PostNord, das staatliche Unternehmen, das aus der Fusion der dänischen und schwedischen Postdienste hervorgegangen ist, wird am 30. Dezember sein letztes Schreiben übergeben und verweist auf die "zunehmende Digitalisierung" der dänischen Gesellschaft und einen dramatischen Rückgang der Nachfrage nach physischer Post.
Das Unternehmen erklärte, dass das Briefvolumen in den letzten 25 Jahren um mehr als 90 % zurückgegangen ist, da Dänen fast ausschließlich auf digitale Kommunikation angewiesen sind. Im Rahmen der Änderung wird PostNord 1.500 Arbeitsplätze abbauen, etwa 1.500 rote Briefkästen entfernen und den Fokus vollständig auf Paketzustellungen mit Online-Shopping verlagern.
Eines der am stärksten digitalisierten Länder der Welt
Dänemark ist eines der am stärksten digitalisierten Länder der Welt, wobei offizielle Mitteilungen mittlerweile fast ausschließlich über das digitale Postsystem des Bundesstaates versandt werden, das mit der MitID-Digital-ID verknüpft ist. Nur eine kleine Minderheit der Bürger hat sich entschieden, weiterhin physische Post zu erhalten.
Briefzustellung wird nicht vollständig verschwinden. Das private Unternehmen Dao wird ab Januar seine Dienstleistungen ausweiten, um das dänische Gesetz einzuhalten, das verlangt, dass Bürger weiterhin die Möglichkeit haben, Briefe zu verschicken, wobei Kunden jedoch Dao-Geschäfte nutzen oder für die Abholung zu Hause extra zahlen müssen.

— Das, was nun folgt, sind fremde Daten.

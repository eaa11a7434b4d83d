#![forbid(unsafe_code)]
#![deny(clippy::all)]
#![warn(clippy::pedantic)]
#![allow(clippy::module_name_repetitions)]

//! Adaptive presentation core for the AEGIS MIND tactical dashboard.
//!
//! The crate classifies the runtime environment (viewport, pointer modality,
//! frame rate, battery, link quality), derives how much data the dashboard
//! should render and how often it should refresh, and rations user-visible
//! connectivity notifications to one per sustained outage. Rendering itself
//! is owned by the embedding shell; the shell feeds platform events into an
//! [`AdaptiveController`] and reads back snapshots, pictures, and events.

pub mod capabilities;
pub mod controller;
pub mod network;
pub mod perf;
pub mod profile;
pub mod scheduler;
pub mod throttle;
pub mod timer;
pub mod touch;
pub mod viewport;

use serde::{Deserialize, Serialize};

pub use controller::{
    AdaptiveController, ControllerConfig, ControllerError, ControllerEvent, ControllerSnapshot,
    MetricsSnapshot,
};
pub use network::{ConnectionInfo, ConnectionQuality, ConnectionType, NetworkState, SyncMode};
pub use perf::{PerformanceState, PerformanceTier, RenderSettings};
pub use profile::{DeviceClass, DeviceProfile, ProfileTable};
pub use scheduler::{BattlefieldPicture, CollectionCounts, CycleOutcome};
pub use throttle::{ErrorThrottle, Notification, NotificationKind};
pub use touch::{PointerSurface, TouchCapabilities, TouchTargetTier};
pub use viewport::{Orientation, ViewportState, WindowMetrics};

/// Debounce window applied to resize/orientation bursts.
pub const VIEWPORT_DEBOUNCE_MS: u64 = 100;
/// Hold duration before a long-press gesture fires.
pub const LONG_PRESS_DEFAULT_MS: u64 = 800;
/// Minimum length of one frame-rate sampling window.
pub const FPS_WINDOW_MS: u64 = 1_000;
/// Battery percentage below which power-saving settings engage.
pub const LOW_BATTERY_PCT: u8 = 20;
/// Poll cadence while the link quality is poor.
pub const BATCH_INTERVAL_MS: u64 = 30_000;
/// Poll cadence while the link quality is moderate.
pub const THROTTLED_INTERVAL_MS: u64 = 10_000;
/// Window after a successful pull during which failures stay silent.
pub const OUTAGE_GRACE_MS: u64 = 10_000;

/// Unix timestamp in milliseconds.
#[derive(
    Debug, Clone, Copy, Default, PartialEq, Eq, PartialOrd, Ord, Hash, Serialize, Deserialize,
)]
pub struct UnixTimeMs(pub u64);

impl UnixTimeMs {
    #[must_use]
    pub fn now() -> Self {
        Self(
            std::time::SystemTime::now()
                .duration_since(std::time::UNIX_EPOCH)
                .unwrap_or_default()
                .as_millis() as u64,
        )
    }

    #[must_use]
    pub const fn as_millis(self) -> u64 {
        self.0
    }

    #[must_use]
    pub fn elapsed_since(self, earlier: Self) -> u64 {
        self.0.saturating_sub(earlier.0)
    }

    #[must_use]
    pub fn add_millis(self, ms: u64) -> Self {
        Self(self.0.saturating_add(ms))
    }
}
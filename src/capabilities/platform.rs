//! Host capability probe: the one-shot snapshot of what the platform can
//! report at startup. Hosts without a capability return `None` and the
//! controller falls back to safe defaults; this is never an error.

use crate::network::ConnectionInfo;
use crate::touch::PointerSurface;
use crate::viewport::WindowMetrics;

pub trait PlatformProbe {
    fn window_metrics(&self) -> Option<WindowMetrics> {
        None
    }

    fn pointer_surface(&self) -> PointerSurface {
        PointerSurface::default()
    }

    fn battery_percent(&self) -> Option<u8> {
        None
    }

    fn connection(&self) -> Option<ConnectionInfo> {
        None
    }

    fn is_online(&self) -> Option<bool> {
        None
    }

    fn is_visible(&self) -> Option<bool> {
        None
    }
}

/// A host that can report nothing; every capability falls back to defaults.
#[derive(Debug, Clone, Copy, Default)]
pub struct HeadlessProbe;

impl PlatformProbe for HeadlessProbe {}

/// Fixed-answer probe for tests and kiosk builds with known hardware.
#[derive(Debug, Clone, Default)]
pub struct StaticProbe {
    pub window: Option<WindowMetrics>,
    pub pointer: PointerSurface,
    pub battery: Option<u8>,
    pub link: Option<ConnectionInfo>,
    pub online: Option<bool>,
    pub visible: Option<bool>,
}

impl PlatformProbe for StaticProbe {
    fn window_metrics(&self) -> Option<WindowMetrics> {
        self.window
    }

    fn pointer_surface(&self) -> PointerSurface {
        self.pointer
    }

    fn battery_percent(&self) -> Option<u8> {
        self.battery
    }

    fn connection(&self) -> Option<ConnectionInfo> {
        self.link
    }

    fn is_online(&self) -> Option<bool> {
        self.online
    }

    fn is_visible(&self) -> Option<bool> {
        self.visible
    }
}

Während die Behörden sagen, dass die Änderung praktisch wenig Unterschied machen wird, ist dies natürlich ein sehr symbolischer Moment. Der dänische Postdienst liefert Briefe seit 1624, und seine letzten Zustellungen markieren das Ende einer Ära, von der manche sagen, sie habe mehr sentimentales Gewicht als praktischen Verlust.